MySQL Bugs: #21892: Cluster restart fails with disk tables

Bug #21892	Cluster restart fails with disk tables
Submitted:	29 Aug 2006 5:40	Modified:	30 Aug 2006 0:02
Reporter:	Jason Downing	Email Updates:
Status:	Duplicate	Impact on me:	None
Category:	MySQL Cluster: Cluster (NDB) storage engine	Severity:	S1 (Critical)
Version:	5.1.11	OS:	Linux (Debian 2.6.17 (32bit))
Assigned to:	Assigned Account	CPU Architecture:	Any
Tags:	failed ndb require, failed restart

Description:
Cluster starts up fine with an --initial. I can load data in from a backup file without problem. If the datafile has no disk based tables and I have not created any tablespace or datafiles on disk I can shutdown the cluster and restart without problem.

If I have disk data files and my backup file declares tables that use disk data storage, I can load my data into the cluster without problem, but if I shutdown the cluster it will not restart. This is what it says on ndb_mgm when I attempt a restart:

Node 3: Forced node shutdown completed, restarting. Occured during startphase 4. Initiated by signal 0. Caused by error 2301: 'Assertion(Internal error, programming error or missing error message, please report a bug). Temporary error, restart node'.
Node 2: Forced node shutdown completed, restarting. Occured during startphase 4. Initiated by signal 0. Caused by error 2301: 'Assertion(Internal error, programming error or missing error message, please report a bug). Temporary error, restart node'.

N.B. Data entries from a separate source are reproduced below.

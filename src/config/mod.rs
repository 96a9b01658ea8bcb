//! Configuration - 환경 변수 및 데이터 디렉토리
//!
//! 모든 설정은 환경 변수에서 읽습니다. 기능 가용성(capability)은
//! 구동 시점에 한 번 판정되어 파이프라인에 주입됩니다.

use std::path::PathBuf;

use crate::embedding;

/// 데이터 디렉토리 (로컬 데이터 폴더의 .tijuca-guia)
pub fn get_data_dir() -> PathBuf {
    dirs::data_local_dir()
        .or_else(dirs::home_dir)
        .unwrap_or_else(|| PathBuf::from("."))
        .join(".tijuca-guia")
}

// ============================================================================
// AppConfig
// ============================================================================

/// 애플리케이션 설정
#[derive(Debug, Clone)]
pub struct AppConfig {
    /// 데이터 디렉토리
    pub data_dir: PathBuf,
    /// Groq API 키 (분류/생성)
    pub groq_api_key: Option<String>,
    /// weatherapi.com API 키
    pub weather_api_key: Option<String>,
    /// 임베딩 서버 주소
    pub embeddings_base_url: String,
    /// 임베딩 모델명
    pub embeddings_model: String,
}

impl AppConfig {
    /// 환경 변수에서 설정 로드
    pub fn from_env() -> Self {
        Self {
            data_dir: std::env::var("TIJUCA_GUIA_DATA_DIR")
                .map(PathBuf::from)
                .unwrap_or_else(|_| get_data_dir()),
            groq_api_key: std::env::var("GROQ_API_KEY").ok(),
            weather_api_key: std::env::var("WEATHER_API_KEY").ok(),
            embeddings_base_url: std::env::var("EMBEDDINGS_BASE_URL")
                .unwrap_or_else(|_| embedding::DEFAULT_BASE_URL.to_string()),
            embeddings_model: std::env::var("EMBEDDINGS_MODEL")
                .unwrap_or_else(|_| embedding::DEFAULT_MODEL.to_string()),
        }
    }

    /// 가용 기능 판정
    pub fn capabilities(&self) -> CapabilitySet {
        CapabilitySet {
            weather: self.weather_api_key.is_some(),
            generation: self.groq_api_key.is_some(),
        }
    }
}

// ============================================================================
// Capabilities
// ============================================================================

/// 구동 시점에 판정된 기능 가용성
///
/// trilhas/geral 도메인은 항상 활성이며, 지식베이스가 비어 있을 때의
/// 저하(degraded) 응답은 파이프라인이 턴 시점에 처리합니다.
#[derive(Debug, Clone, Copy)]
pub struct CapabilitySet {
    /// 날씨 조회 가능 여부 (WEATHER_API_KEY)
    pub weather: bool,
    /// LLM 생성 가능 여부 (GROQ_API_KEY)
    pub generation: bool,
}

impl CapabilitySet {
    pub fn all() -> Self {
        Self {
            weather: true,
            generation: true,
        }
    }
}

// ============================================================================
// Tests
// ============================================================================

#[cfg(test)]
mod tests {
    use super::*;

    #[test]
    fn test_data_dir_suffix() {
        let dir = get_data_dir();
        assert!(dir.ends_with(".tijuca-guia"));
    }

    #[test]
    fn test_capabilities_follow_keys() {
        let config = AppConfig {
            data_dir: PathBuf::from("/tmp"),
            groq_api_key: Some("k".to_string()),
            weather_api_key: None,
            embeddings_base_url: embedding::DEFAULT_BASE_URL.to_string(),
            embeddings_model: embedding::DEFAULT_MODEL.to_string(),
        };

        let caps = config.capabilities();
        assert!(caps.generation);
        assert!(!caps.weather);
    }
}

I can restart with --initial without problem.

Log files/tracelogs are attached.

Here is my config:

[NDBD DEFAULT]
NoOfReplicas=2
DataMemory=250M
IndexMemory=50M
MaxNoOfAttributes=3000
MaxNoOfConcurrentOperations=1000000
StartFailureTimeout=1000000
StartPartialTimeout=200000
LogLevelStartup=15
LogLevelShutdown=15
LogLevelStatistic=15
LogLevelCheckpoint=15
LogLevelNodeRestart=15
LogLevelConnection=15
LogLevelError=15
LogLevelInfo=15
StopOnError=N

[NDB_MGMD]
hostname=192.168.2.12
datadir=/var/lib/mysql-cluster
Id=1

[NDBD]
hostname=192.168.2.18
datadir=/usr/local/mysql/data
Id=2

[NDBD]
hostname=192.168.2.19
datadir=/usr/local/mysql/data
Id=3

[MYSQLD]
hostname=192.168.2.13
Id=4

These were the commands I used to create the tablespace:

CREATE LOGFILE GROUP lg_1
ADD UNDOFILE 'undo_1.dat'
INITIAL_SIZE 10M
UNDO_BUFFER_SIZE 2M
ENGINE NDB;

CREATE TABLESPACE ts_1
ADD DATAFILE 'data_1.dat'
USE LOGFILE GROUP lg_1
INITIAL_SIZE 1000M
ENGINE NDB;

ALTER TABLESPACE ts_1
ADD DATAFILE 'data_2.dat'
INITIAL_SIZE 1000M
ENGINE NDB;

I also filed bug 21172, which was a similar problem except that it occurred before any data was added, and only when there were disk data files present. Jonas supplied a patch for 21172, which I applied and tested. He also said a 2.6 kernel would fix the problem as well. I have verified that the 2.6 kernel fixes that problem, but it definitely does not fix the current problem. I also applied the patch for 21172 and tested it with a 2.6 kernel, and that did not fix this problem either.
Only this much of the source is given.